━━━ Record excerpts
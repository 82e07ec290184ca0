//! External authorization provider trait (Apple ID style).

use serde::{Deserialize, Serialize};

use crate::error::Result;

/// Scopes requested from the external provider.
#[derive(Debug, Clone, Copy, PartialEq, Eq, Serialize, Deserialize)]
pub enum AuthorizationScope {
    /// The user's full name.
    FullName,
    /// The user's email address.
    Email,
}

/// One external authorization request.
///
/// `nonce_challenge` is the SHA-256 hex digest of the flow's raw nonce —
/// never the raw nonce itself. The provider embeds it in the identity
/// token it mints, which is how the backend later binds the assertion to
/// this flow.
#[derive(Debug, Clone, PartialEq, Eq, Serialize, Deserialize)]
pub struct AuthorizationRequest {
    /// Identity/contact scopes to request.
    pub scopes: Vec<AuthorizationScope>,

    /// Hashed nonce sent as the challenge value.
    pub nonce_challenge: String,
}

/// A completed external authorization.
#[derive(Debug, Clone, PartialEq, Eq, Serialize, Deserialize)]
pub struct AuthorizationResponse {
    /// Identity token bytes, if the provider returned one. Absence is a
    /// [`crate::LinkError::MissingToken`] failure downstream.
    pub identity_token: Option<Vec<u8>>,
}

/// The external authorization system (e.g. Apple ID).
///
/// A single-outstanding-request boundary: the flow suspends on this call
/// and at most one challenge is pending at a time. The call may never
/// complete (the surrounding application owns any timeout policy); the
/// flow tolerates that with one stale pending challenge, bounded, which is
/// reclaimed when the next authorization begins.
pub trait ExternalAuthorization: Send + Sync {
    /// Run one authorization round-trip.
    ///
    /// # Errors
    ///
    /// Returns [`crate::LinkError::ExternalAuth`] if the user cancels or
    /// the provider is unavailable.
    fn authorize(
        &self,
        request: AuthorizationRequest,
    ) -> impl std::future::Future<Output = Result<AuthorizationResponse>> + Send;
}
━━━━━━
━━━ Record excerpts
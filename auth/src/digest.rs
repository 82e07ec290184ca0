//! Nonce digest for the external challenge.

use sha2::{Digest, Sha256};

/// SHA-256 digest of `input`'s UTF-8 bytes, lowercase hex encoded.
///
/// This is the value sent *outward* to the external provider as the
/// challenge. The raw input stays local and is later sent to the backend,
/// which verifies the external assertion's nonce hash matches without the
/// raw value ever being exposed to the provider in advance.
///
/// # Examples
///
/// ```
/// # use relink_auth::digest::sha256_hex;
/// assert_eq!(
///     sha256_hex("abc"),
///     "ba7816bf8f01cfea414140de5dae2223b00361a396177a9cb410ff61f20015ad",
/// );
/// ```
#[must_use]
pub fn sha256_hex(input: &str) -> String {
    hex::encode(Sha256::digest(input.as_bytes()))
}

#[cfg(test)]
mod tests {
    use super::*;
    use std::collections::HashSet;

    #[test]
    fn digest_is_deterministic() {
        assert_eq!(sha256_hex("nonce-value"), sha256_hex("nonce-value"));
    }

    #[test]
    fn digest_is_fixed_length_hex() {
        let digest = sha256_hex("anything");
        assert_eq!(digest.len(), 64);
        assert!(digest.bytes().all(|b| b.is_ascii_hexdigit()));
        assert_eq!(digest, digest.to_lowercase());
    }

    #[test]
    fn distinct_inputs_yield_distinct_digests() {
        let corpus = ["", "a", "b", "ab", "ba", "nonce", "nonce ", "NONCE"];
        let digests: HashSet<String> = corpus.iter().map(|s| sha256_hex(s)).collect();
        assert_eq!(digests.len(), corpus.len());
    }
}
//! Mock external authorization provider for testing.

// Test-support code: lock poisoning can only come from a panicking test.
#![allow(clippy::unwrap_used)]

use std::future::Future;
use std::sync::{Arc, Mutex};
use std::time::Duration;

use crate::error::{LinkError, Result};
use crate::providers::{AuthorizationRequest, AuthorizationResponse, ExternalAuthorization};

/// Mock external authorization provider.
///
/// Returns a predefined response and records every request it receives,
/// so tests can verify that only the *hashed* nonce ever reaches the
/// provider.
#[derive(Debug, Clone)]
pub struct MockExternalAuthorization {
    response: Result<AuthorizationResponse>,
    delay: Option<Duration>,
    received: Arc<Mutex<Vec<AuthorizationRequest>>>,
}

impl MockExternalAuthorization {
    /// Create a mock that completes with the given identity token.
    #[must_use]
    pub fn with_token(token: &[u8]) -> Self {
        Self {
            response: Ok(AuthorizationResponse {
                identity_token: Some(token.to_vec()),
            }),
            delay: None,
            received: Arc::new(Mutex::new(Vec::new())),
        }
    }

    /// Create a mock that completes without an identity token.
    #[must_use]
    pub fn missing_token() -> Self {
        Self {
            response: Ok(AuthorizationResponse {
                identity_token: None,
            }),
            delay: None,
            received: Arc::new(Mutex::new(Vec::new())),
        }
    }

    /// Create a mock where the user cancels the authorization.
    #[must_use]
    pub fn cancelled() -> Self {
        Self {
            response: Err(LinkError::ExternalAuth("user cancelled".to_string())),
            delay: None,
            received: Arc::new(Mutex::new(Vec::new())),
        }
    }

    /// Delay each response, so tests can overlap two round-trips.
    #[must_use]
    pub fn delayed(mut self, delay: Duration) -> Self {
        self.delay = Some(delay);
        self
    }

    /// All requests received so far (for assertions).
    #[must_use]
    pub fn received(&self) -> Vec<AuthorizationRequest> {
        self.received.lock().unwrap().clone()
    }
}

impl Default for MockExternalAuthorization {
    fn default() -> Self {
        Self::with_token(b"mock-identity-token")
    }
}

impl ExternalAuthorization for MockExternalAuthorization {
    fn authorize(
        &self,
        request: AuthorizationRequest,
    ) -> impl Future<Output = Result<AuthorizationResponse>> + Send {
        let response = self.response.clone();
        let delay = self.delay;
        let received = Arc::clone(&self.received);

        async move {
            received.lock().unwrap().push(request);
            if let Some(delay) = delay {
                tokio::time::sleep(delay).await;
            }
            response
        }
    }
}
━━━━━━
━━━ Record excerpts
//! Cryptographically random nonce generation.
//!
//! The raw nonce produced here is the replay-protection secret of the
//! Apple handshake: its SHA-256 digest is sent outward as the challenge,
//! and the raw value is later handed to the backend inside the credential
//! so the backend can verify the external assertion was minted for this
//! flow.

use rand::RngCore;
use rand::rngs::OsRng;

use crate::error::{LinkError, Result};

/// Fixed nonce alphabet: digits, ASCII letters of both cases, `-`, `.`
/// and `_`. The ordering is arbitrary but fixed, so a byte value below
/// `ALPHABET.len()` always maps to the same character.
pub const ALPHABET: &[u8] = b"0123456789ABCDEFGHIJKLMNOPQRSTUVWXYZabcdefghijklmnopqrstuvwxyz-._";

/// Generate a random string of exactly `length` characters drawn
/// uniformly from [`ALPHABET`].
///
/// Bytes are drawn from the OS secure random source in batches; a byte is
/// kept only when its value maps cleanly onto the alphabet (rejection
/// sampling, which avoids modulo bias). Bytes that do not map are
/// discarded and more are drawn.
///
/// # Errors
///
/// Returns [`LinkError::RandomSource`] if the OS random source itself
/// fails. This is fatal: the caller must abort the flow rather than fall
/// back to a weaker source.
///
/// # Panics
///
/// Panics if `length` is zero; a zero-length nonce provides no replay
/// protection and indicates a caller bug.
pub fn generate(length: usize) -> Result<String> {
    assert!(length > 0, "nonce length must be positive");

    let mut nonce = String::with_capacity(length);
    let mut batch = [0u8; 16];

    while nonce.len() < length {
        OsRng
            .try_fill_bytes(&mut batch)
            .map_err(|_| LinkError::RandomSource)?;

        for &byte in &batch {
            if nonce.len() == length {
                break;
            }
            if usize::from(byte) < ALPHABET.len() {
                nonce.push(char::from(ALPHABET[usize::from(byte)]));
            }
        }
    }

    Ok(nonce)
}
━━━━━━
**Assigned task**
Every line that holds the word "when" should be copied from the records above.

**Answer to the problem**
/// reclaimed when the next authorization begins.
/// kept only when its value maps cleanly onto the alphabet (rejection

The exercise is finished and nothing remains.